**Exercise directions:** Which lines of the data contain the string "UserStats"? Copy every one of them.

**Records to use:**
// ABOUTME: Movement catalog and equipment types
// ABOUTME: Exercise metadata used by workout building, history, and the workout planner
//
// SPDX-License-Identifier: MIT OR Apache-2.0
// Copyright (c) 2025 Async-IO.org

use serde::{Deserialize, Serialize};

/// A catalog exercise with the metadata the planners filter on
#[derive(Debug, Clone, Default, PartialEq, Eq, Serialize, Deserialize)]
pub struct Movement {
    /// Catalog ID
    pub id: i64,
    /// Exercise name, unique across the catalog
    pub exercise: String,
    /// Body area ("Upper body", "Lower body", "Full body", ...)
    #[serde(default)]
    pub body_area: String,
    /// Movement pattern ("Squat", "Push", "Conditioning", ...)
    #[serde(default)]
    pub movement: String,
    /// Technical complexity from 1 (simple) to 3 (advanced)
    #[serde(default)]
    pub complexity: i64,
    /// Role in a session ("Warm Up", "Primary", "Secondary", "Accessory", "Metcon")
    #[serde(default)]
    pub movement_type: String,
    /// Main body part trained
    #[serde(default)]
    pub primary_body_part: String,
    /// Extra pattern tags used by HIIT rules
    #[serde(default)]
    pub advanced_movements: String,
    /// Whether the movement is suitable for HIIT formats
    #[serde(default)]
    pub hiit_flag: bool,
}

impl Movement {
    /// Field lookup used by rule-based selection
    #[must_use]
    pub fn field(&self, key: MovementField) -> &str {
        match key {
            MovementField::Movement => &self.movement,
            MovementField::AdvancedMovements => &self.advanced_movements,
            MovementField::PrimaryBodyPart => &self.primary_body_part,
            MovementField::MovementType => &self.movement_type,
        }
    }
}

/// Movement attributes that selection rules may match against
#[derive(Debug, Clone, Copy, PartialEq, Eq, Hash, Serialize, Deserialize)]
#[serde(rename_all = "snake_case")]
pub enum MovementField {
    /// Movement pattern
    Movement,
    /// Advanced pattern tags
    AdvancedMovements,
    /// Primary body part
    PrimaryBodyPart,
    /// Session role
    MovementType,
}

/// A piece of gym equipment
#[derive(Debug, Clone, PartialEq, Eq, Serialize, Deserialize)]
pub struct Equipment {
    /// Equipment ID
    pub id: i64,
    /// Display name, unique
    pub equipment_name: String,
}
==
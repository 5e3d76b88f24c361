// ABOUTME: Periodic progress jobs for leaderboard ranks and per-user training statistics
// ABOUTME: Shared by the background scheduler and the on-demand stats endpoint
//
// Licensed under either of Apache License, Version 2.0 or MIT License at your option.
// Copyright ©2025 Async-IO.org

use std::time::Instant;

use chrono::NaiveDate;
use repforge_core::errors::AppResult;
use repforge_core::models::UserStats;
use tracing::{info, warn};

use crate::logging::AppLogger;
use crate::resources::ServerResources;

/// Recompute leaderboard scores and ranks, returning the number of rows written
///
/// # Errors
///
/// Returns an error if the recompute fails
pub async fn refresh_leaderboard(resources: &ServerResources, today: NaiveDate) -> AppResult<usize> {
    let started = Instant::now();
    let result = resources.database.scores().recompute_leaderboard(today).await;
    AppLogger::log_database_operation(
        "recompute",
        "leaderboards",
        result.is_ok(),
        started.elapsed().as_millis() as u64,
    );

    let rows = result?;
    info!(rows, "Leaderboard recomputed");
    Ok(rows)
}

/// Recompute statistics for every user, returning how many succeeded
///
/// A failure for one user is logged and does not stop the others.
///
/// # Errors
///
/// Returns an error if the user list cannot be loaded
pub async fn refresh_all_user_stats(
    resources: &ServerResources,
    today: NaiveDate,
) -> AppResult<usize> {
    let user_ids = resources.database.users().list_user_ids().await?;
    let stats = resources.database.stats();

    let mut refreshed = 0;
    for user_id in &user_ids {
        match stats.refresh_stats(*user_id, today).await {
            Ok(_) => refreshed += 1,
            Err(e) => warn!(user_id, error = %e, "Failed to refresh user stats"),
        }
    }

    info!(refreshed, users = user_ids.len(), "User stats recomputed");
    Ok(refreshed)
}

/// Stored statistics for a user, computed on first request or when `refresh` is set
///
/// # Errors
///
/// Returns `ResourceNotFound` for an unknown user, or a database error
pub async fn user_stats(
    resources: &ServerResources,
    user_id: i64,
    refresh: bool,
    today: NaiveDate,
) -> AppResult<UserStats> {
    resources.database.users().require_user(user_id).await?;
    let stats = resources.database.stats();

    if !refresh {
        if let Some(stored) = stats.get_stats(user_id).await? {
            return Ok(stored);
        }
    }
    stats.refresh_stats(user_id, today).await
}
==
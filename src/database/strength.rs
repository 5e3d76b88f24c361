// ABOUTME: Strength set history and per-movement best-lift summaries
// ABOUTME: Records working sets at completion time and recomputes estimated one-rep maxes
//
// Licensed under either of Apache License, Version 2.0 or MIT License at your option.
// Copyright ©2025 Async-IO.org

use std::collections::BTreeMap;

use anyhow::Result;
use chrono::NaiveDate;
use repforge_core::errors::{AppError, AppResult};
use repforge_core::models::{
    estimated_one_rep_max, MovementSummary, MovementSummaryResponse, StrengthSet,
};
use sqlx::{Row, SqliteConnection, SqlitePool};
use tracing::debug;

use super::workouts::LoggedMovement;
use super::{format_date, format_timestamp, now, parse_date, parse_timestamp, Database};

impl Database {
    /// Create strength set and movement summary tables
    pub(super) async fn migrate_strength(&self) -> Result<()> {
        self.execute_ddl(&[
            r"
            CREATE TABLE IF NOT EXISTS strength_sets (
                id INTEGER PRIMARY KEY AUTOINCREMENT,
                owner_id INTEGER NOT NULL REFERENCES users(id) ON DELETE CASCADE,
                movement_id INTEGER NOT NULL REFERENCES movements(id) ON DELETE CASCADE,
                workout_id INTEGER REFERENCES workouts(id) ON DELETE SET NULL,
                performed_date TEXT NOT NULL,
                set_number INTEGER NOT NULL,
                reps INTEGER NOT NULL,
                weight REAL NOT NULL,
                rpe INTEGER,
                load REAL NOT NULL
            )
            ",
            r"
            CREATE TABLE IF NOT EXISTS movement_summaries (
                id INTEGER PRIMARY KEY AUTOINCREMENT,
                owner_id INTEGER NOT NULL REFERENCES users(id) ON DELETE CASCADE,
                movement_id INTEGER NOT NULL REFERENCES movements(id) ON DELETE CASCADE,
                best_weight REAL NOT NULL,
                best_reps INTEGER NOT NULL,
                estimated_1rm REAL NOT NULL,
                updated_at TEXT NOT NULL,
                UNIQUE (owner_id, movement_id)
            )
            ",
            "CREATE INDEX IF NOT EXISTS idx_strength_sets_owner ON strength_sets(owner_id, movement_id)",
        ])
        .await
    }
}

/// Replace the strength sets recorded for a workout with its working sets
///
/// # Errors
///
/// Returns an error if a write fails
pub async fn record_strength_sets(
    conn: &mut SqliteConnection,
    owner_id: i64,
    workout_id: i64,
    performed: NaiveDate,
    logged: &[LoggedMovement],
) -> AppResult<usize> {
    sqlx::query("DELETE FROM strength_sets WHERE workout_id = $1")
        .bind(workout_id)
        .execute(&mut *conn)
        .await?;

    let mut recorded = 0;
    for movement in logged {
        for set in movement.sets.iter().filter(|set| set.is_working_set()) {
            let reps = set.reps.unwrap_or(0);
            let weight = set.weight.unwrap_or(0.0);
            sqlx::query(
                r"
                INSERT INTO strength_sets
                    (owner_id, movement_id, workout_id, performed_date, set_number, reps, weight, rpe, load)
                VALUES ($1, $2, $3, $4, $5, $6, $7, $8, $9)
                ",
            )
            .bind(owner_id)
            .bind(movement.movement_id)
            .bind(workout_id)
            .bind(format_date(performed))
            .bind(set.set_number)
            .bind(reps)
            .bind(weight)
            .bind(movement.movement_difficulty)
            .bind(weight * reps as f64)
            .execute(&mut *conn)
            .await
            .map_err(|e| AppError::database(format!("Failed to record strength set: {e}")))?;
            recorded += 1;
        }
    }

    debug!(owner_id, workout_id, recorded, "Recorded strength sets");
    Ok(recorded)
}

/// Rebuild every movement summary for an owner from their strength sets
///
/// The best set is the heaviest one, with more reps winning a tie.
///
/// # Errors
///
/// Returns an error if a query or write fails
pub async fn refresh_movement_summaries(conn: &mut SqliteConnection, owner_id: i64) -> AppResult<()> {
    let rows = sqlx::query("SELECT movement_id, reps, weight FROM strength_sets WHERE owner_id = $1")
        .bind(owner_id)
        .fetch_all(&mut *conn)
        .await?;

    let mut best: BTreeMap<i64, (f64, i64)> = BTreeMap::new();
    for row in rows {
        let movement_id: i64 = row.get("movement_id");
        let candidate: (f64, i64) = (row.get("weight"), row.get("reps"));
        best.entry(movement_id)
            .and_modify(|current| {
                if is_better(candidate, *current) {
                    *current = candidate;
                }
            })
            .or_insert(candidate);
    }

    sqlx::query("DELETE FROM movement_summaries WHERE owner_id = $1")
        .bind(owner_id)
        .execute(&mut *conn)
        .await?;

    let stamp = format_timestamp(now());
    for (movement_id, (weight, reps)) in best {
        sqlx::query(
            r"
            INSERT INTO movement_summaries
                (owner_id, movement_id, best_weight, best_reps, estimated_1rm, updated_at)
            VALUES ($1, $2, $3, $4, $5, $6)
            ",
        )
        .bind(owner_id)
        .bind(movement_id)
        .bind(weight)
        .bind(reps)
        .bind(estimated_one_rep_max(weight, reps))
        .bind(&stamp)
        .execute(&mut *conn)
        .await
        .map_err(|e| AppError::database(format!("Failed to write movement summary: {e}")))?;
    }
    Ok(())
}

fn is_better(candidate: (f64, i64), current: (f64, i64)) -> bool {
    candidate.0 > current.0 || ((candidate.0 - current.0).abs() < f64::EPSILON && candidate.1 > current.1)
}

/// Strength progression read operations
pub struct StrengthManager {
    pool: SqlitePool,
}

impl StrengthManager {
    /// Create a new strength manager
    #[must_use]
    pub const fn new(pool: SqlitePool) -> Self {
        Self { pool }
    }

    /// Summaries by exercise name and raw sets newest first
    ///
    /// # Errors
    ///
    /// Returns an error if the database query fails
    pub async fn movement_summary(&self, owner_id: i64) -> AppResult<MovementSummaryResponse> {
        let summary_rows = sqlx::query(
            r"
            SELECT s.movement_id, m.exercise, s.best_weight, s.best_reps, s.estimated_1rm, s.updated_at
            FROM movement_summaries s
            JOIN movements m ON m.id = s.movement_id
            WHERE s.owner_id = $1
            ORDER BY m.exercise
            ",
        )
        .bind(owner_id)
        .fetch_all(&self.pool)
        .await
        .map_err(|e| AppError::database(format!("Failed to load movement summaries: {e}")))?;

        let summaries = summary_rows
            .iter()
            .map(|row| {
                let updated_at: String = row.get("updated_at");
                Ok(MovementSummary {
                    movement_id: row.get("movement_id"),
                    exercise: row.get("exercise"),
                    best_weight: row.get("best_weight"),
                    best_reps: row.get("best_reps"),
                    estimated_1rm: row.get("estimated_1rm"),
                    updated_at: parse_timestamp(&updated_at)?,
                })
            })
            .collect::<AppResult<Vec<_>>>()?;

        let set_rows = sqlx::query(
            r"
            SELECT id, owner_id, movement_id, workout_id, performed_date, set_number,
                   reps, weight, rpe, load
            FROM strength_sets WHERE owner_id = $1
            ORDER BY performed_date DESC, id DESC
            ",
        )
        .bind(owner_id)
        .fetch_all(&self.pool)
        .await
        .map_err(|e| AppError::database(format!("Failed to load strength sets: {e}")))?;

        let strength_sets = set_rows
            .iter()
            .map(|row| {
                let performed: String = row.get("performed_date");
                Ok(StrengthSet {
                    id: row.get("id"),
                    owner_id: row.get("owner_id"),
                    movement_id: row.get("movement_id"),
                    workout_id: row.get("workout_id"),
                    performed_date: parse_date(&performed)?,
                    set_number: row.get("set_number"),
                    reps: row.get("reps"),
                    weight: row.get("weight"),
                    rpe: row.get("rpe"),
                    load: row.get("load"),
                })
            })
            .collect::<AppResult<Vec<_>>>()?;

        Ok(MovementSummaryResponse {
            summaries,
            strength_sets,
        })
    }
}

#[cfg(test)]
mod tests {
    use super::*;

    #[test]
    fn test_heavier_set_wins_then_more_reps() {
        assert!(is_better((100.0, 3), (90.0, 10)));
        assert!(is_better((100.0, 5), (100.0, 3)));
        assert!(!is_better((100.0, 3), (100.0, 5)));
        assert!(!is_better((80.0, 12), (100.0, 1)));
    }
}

**Task result:**
use repforge_core::models::UserStats;
) -> AppResult<UserStats> {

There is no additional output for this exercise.